(YOUR INSTRUCTIONS)
Please filter the entries and return only the lines that include "zero".

(INFORMATION SHOWN)

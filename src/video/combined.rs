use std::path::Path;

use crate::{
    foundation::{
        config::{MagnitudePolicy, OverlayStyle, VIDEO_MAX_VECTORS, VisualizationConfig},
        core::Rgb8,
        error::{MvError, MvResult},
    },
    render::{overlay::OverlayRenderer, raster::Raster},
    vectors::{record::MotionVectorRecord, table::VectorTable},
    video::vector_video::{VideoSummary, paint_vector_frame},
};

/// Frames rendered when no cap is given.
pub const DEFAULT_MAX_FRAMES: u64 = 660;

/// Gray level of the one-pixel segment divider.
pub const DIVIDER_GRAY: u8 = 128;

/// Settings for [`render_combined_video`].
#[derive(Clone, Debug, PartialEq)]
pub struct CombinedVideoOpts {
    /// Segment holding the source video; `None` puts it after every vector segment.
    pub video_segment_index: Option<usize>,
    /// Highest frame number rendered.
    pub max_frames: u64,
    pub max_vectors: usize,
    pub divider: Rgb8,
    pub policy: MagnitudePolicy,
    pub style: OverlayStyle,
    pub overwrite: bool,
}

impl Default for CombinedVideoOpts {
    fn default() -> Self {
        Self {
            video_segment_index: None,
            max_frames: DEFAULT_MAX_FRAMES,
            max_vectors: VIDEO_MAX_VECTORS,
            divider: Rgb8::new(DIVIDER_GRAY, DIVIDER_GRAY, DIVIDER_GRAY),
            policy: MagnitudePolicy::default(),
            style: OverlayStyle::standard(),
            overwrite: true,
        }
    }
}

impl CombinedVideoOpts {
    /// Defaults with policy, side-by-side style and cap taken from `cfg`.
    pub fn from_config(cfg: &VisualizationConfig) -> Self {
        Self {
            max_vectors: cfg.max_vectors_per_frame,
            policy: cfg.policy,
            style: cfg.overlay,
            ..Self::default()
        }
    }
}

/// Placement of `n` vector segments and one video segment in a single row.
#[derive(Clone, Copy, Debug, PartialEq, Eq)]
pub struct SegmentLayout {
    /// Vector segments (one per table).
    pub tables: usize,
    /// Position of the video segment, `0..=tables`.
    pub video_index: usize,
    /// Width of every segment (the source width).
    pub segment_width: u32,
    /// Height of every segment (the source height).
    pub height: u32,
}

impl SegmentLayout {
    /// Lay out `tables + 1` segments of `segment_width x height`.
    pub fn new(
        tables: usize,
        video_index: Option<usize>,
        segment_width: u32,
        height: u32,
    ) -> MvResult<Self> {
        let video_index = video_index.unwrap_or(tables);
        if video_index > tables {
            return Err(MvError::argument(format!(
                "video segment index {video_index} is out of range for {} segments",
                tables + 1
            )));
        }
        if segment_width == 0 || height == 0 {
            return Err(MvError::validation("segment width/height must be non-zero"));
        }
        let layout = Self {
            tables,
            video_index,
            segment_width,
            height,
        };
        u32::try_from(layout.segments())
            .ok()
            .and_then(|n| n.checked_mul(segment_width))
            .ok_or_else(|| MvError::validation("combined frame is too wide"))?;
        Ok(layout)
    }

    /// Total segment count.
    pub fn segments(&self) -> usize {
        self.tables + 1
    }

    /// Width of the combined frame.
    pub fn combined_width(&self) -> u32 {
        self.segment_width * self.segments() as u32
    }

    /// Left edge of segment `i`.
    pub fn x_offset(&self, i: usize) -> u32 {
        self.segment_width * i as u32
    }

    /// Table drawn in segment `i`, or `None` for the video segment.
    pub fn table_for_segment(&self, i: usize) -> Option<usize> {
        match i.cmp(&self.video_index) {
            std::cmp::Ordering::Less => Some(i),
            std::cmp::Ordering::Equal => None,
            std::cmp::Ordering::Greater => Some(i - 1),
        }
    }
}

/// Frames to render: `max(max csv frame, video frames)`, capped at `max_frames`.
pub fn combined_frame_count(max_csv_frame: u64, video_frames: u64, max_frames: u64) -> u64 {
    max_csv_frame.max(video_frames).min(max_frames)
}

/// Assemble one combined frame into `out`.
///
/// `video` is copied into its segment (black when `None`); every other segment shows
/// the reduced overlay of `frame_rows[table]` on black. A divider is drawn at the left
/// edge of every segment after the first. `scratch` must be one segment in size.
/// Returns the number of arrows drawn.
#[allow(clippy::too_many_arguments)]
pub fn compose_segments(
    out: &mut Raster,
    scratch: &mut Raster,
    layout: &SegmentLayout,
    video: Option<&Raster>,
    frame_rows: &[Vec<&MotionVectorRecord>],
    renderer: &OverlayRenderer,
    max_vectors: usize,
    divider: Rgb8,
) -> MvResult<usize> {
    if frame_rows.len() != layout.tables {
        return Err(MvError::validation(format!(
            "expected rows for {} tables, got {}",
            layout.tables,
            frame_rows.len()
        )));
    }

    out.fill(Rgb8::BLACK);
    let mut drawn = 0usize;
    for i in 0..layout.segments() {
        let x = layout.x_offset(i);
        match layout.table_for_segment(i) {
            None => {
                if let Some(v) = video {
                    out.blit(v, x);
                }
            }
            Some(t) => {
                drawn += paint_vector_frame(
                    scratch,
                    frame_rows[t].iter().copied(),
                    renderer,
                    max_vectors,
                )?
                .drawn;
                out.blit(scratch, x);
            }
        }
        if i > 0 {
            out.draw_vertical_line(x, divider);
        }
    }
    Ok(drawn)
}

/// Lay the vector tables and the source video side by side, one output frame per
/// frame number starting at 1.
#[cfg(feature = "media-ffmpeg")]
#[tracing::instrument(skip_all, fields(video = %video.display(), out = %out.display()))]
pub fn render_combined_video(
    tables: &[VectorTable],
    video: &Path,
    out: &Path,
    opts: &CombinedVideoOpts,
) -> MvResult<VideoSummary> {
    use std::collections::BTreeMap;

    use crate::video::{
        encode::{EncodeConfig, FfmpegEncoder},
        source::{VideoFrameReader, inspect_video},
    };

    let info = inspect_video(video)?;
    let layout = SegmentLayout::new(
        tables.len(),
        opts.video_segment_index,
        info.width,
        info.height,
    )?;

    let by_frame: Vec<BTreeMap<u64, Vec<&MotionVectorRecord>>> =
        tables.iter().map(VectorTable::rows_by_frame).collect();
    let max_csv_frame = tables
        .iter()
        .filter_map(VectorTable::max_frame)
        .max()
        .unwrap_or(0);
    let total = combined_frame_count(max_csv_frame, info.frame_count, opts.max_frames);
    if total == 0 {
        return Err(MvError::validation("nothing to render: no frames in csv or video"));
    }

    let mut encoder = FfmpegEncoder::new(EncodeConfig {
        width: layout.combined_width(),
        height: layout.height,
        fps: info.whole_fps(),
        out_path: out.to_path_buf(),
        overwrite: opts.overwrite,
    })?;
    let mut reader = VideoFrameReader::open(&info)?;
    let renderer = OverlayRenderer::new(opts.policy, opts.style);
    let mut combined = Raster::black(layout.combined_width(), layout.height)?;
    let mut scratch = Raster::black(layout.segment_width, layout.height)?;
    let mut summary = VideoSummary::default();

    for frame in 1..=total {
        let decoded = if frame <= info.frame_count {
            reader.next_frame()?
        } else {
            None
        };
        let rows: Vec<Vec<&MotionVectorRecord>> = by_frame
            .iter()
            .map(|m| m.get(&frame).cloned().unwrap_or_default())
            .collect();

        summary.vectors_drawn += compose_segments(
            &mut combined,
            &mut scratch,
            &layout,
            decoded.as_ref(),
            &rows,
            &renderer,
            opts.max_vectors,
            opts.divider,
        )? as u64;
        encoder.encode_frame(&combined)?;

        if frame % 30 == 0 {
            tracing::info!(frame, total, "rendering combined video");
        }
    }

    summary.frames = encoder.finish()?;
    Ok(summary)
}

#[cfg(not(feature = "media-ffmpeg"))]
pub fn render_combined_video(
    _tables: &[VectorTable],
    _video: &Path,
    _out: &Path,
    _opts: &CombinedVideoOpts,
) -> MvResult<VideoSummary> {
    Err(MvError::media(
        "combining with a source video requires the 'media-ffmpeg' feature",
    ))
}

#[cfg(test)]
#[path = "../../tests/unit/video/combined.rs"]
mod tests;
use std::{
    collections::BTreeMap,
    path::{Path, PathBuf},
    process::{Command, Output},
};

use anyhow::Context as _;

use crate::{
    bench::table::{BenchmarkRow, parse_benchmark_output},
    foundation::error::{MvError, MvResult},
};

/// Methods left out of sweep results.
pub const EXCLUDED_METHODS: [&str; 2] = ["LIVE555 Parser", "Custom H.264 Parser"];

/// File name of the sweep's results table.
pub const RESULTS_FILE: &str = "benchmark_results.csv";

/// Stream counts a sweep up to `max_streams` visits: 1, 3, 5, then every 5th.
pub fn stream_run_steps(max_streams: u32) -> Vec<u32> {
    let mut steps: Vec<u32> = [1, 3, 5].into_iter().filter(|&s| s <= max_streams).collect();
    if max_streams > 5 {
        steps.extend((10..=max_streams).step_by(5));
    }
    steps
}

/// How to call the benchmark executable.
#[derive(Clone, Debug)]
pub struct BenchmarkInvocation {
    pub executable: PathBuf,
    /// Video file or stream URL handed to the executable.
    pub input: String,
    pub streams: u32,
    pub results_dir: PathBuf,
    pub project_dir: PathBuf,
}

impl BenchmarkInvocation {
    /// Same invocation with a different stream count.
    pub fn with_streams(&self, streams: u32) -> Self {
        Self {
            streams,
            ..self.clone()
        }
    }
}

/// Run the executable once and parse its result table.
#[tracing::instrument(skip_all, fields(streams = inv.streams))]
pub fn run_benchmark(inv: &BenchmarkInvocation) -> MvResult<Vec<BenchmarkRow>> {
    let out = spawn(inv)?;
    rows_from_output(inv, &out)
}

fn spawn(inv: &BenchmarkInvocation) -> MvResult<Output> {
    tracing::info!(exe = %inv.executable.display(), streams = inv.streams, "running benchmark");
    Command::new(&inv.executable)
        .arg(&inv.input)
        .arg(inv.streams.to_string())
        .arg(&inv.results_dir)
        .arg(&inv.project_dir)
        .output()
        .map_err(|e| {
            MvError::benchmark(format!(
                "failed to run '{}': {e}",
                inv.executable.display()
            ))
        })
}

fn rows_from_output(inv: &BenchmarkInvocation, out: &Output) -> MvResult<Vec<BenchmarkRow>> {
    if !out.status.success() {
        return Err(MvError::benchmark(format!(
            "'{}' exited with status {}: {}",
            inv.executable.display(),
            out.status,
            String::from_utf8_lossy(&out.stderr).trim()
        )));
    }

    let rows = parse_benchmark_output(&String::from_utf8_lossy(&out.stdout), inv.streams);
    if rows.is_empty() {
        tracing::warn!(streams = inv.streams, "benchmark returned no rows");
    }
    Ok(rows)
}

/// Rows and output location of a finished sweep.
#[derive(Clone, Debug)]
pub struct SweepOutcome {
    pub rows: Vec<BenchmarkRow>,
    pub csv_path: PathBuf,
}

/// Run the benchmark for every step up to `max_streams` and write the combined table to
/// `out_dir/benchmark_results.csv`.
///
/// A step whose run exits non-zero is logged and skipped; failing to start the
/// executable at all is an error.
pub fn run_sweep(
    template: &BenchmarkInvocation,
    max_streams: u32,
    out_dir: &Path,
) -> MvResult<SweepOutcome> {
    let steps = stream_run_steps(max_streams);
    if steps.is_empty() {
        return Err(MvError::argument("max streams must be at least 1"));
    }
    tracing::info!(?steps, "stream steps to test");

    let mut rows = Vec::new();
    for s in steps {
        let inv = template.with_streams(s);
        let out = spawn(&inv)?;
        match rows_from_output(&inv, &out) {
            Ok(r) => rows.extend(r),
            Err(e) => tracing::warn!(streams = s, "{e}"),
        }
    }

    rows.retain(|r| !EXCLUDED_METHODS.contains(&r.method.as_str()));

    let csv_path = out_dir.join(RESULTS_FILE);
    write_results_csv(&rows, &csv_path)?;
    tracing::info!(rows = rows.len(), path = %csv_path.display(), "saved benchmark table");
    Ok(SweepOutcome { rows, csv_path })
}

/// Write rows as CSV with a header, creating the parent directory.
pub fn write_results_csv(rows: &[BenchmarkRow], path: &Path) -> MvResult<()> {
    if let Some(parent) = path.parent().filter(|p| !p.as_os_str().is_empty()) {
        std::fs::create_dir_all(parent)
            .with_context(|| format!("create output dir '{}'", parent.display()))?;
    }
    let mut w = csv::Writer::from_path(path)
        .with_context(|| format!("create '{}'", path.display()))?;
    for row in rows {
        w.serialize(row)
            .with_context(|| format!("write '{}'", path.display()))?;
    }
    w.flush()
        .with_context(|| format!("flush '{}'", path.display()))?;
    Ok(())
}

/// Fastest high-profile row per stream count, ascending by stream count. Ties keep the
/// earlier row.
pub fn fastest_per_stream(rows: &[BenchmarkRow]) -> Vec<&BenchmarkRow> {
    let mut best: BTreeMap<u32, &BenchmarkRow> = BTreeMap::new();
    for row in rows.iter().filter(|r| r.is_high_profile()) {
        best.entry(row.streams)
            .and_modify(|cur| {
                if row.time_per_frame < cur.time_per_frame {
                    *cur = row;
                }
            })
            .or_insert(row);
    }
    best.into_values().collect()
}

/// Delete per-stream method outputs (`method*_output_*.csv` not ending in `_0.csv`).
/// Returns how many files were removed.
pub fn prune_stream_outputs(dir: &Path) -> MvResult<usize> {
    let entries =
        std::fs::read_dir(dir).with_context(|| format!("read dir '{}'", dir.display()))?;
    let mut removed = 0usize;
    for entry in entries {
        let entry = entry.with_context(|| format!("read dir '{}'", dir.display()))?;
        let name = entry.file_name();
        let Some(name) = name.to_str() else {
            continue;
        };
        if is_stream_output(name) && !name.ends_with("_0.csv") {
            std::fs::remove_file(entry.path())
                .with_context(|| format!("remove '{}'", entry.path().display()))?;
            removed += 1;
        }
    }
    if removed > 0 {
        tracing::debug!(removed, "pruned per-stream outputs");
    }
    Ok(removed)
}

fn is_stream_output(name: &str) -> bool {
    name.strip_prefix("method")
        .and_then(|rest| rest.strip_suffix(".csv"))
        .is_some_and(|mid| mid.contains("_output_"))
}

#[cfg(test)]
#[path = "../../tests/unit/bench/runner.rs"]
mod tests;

(SOLUTION BELOW)
            return Err(MvError::validation("segment width/height must be non-zero"));
/// A step whose run exits non-zero is logged and skipped; failing to start the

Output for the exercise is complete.